Die Temperatur eines thermischen Begleitheizungssystems mit konstanter Leistung wird durch seine Leistungs- und Temperaturregelung bestimmt; Die Spannung beeinflusst nur die Kompatibilität. Seine Leistung ist fest (z. B. 50 W/m, 100 W/m) und die Betriebstemperatur muss über einen externen Temperaturregler angepasst werden. Höhere Leistung und langsamere Wärmeableitung können möglicherweise zu einer höheren Temperatur führen. Spannung ist jedoch nur eine Voraussetzung, um eine ausreichende Leistung zu erreichen. Beispielsweise halten ein 220-V-50-W/m-Begleitheizungssystem mit konstanter Leistung und ein 380-V-50-W/m-System, wenn sie mit demselben Temperaturregler ausgestattet sind, beide eine stabile Temperatur von 200 Grad aufrecht, wenn sie auf 200 Grad eingestellt sind.
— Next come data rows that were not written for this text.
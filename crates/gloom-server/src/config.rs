//! Command-line and environment configuration.

use std::net::SocketAddr;

use clap::Parser;

use gloom_sim::engine::SimConfig;

use crate::error::ServerError;

#[derive(Debug, Clone, Parser)]
#[command(name = "gloom-server", about = "Authoritative GLOOM game server")]
pub struct ServerConfig {
    /// Interface to bind.
    #[arg(long, env = "GLOOM_HOST", default_value = "0.0.0.0")]
    pub host: String,

    /// Port to listen on.
    #[arg(short, long, env = "PORT", default_value_t = 3001)]
    pub port: u16,

    /// Fixed RNG seed for a reproducible layout. Random when omitted.
    #[arg(long, env = "GLOOM_SEED")]
    pub seed: Option<u64>,
}

impl ServerConfig {
    pub fn addr(&self) -> Result<SocketAddr, ServerError> {
        let addr = format!("{}:{}", self.host, self.port);
        addr.parse()
            .map_err(|source| ServerError::InvalidAddress { addr, source })
    }

    pub fn sim_config(&self) -> SimConfig {
        SimConfig {
            seed: self.seed,
            ..Default::default()
        }
    }
}
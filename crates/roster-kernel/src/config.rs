//! Configuration types for the orchestration core.

use serde::{Deserialize, Serialize};

use crate::prompts;
use crate::weights::{ConstraintWeight, WeightEncoding, WeightModel};

/// Top-level orchestrator configuration.
///
/// Every field has a default, so a partial JSON document (or none at all)
/// yields a working configuration.
#[derive(Debug, Clone, PartialEq, Serialize, Deserialize)]
#[serde(default)]
pub struct OrchestratorConfig {
    /// Model name passed to the chat backend
    pub model: String,

    /// System prompt opening every turn
    pub system_prompt: String,

    /// Instruction for the post-solve explanation call
    pub summary_directive: String,

    /// Whether a solve turn ends with a separate explanation call
    pub summarize: bool,

    /// Deadline for each chat call (milliseconds)
    pub chat_timeout_ms: u64,

    /// Deadline for the personnel fetch and the solve call (milliseconds)
    pub solve_timeout_ms: u64,

    /// Which tools are exposed to the model
    pub toolset: ToolsetConfig,

    /// Weight defaults and wire encoding
    pub weights: WeightConfig,
}

/// Optional tool groups.
#[derive(Debug, Clone, Default, PartialEq, Eq, Serialize, Deserialize)]
#[serde(default)]
pub struct ToolsetConfig {
    /// Expose `setRoleMatchHardWeight`
    pub expose_role_match: bool,

    /// Expose the string-valued `set<Name>Weight` tools
    pub legacy_weight_tools: bool,
}

/// Weight options.
#[derive(Debug, Clone, PartialEq, Eq, Serialize, Deserialize)]
#[serde(default)]
pub struct WeightConfig {
    /// Default weight of `roleMatch`
    pub role_match: ConstraintWeight,

    /// How constraint settings are sent to the solver
    pub encoding: WeightEncoding,
}

impl Default for WeightConfig {
    fn default() -> Self {
        Self {
            role_match: ConstraintWeight::new(1, 0),
            encoding: WeightEncoding::Text,
        }
    }
}

impl WeightConfig {
    /// Fresh weight model with the configured defaults.
    pub fn model(&self) -> WeightModel {
        WeightModel::with_role_match(self.role_match)
    }
}

impl Default for OrchestratorConfig {
    fn default() -> Self {
        Self {
            model: "qwen3:8b".to_string(),
            system_prompt: prompts::SYSTEM_PROMPT.to_string(),
            summary_directive: prompts::SUMMARY_DIRECTIVE.to_string(),
            summarize: true,
            chat_timeout_ms: 120_000, // 2 minutes
            solve_timeout_ms: 60_000,
            toolset: ToolsetConfig::default(),
            weights: WeightConfig::default(),
        }
    }
}

#[cfg(test)]
mod tests {
    use super::*;

    #[test]
    fn test_partial_config_uses_defaults() {
        let config: OrchestratorConfig = serde_json::from_value(serde_json::json!({
            "model": "llama3.1:8b",
            "toolset": {"expose_role_match": true},
            "weights": {"encoding": "structured"}
        }))
        .unwrap();

        assert_eq!(config.model, "llama3.1:8b");
        assert!(config.summarize);
        assert!(config.toolset.expose_role_match);
        assert!(!config.toolset.legacy_weight_tools);
        assert_eq!(config.weights.encoding, WeightEncoding::Structured);
        assert_eq!(config.weights.role_match, ConstraintWeight::new(1, 0));
        assert_eq!(config.system_prompt, prompts::SYSTEM_PROMPT);
    }

    #[test]
    fn test_weight_config_model() {
        let config = WeightConfig {
            role_match: ConstraintWeight::new(0, 1),
            ..WeightConfig::default()
        };
        let model = config.model();
        assert_eq!(
            model.get(crate::weights::ConstraintName::RoleMatch),
            ConstraintWeight::new(0, 1)
        );
    }
}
Die höhere Spannung von 380 V führt nicht zu einer höheren Temperatur. Eine Fabrik schloss fälschlicherweise ein 380-V-Konstantstrom-Begleitheizungssystem an einen 220-V-Stromkreis an, was zu unzureichender Leistung und einem Nichterreichen der erforderlichen Temperatur führte. Dies zeigt, dass die Spannung nicht direkt die Temperatur bestimmt, sondern nur beeinflusst, ob die Leistungsabgabe normal erreicht werden kann.

Konzentrieren Sie sich bei der Auswahl von Begleitheizungssystemen nicht nur auf die Spannung; Achten Sie auf diese beiden Parameter: Erstens die „maximale Betriebstemperatur“, die deutlich auf der Verpackung oder in der Bedienungsanleitung angegeben ist (z. B. „maximale Tmax: 65 Grad“). Dies ist die Obergrenze der Temperatur, die das Begleitheizungssystem erreichen kann. Zweitens der „Temperaturtyp“. Achten Sie bei selbstbegrenzenden Systemen auf die „maximale Nenntemperatur“ und bei Systemen mit konstanter Leistung auf den „empfohlenen Betriebstemperaturbereich“. Für den Frostschutz von Haushaltswasserleitungen ist beispielsweise ein selbstregulierendes 220-V-Thermobegleitsystem mit einer maximalen Temperatur von 65 Grad ausreichend. Für die Isolierung industrieller Hochtemperaturgeräte wird ein thermisches Begleitsystem mit 380 V konstanter Leistung und einer maximalen Temperatur von 200 Grad empfohlen. Die Wahl der richtigen Parameter gewährleistet eine genaue Übereinstimmung mit den Anforderungen und vermeidet die Irreführung durch Spannungsirrtümer.

Lassen Sie sich bei der Auswahl elektrischer Begleitheizungssysteme nicht von der Spannungshöhe in die Irre führen. Die Spannung bestimmt nur die Kompatibilität der Stromversorgung und hat keinen direkten Zusammenhang mit der Betriebstemperatur. Der Schlüssel liegt darin, die maximale Betriebstemperatur und den Temperaturtyp zu berücksichtigen. Überprüfen Sie bei selbstregulierenden Systemen den Nennwert. Überprüfen Sie bei Systemen mit konstanter Leistung den empfohlenen Bereich. Die Wahl der richtigen Parameter gewährleistet eine geeignete Anwendung und vermeidet den Kauf eines falschen, unbrauchbaren Systems.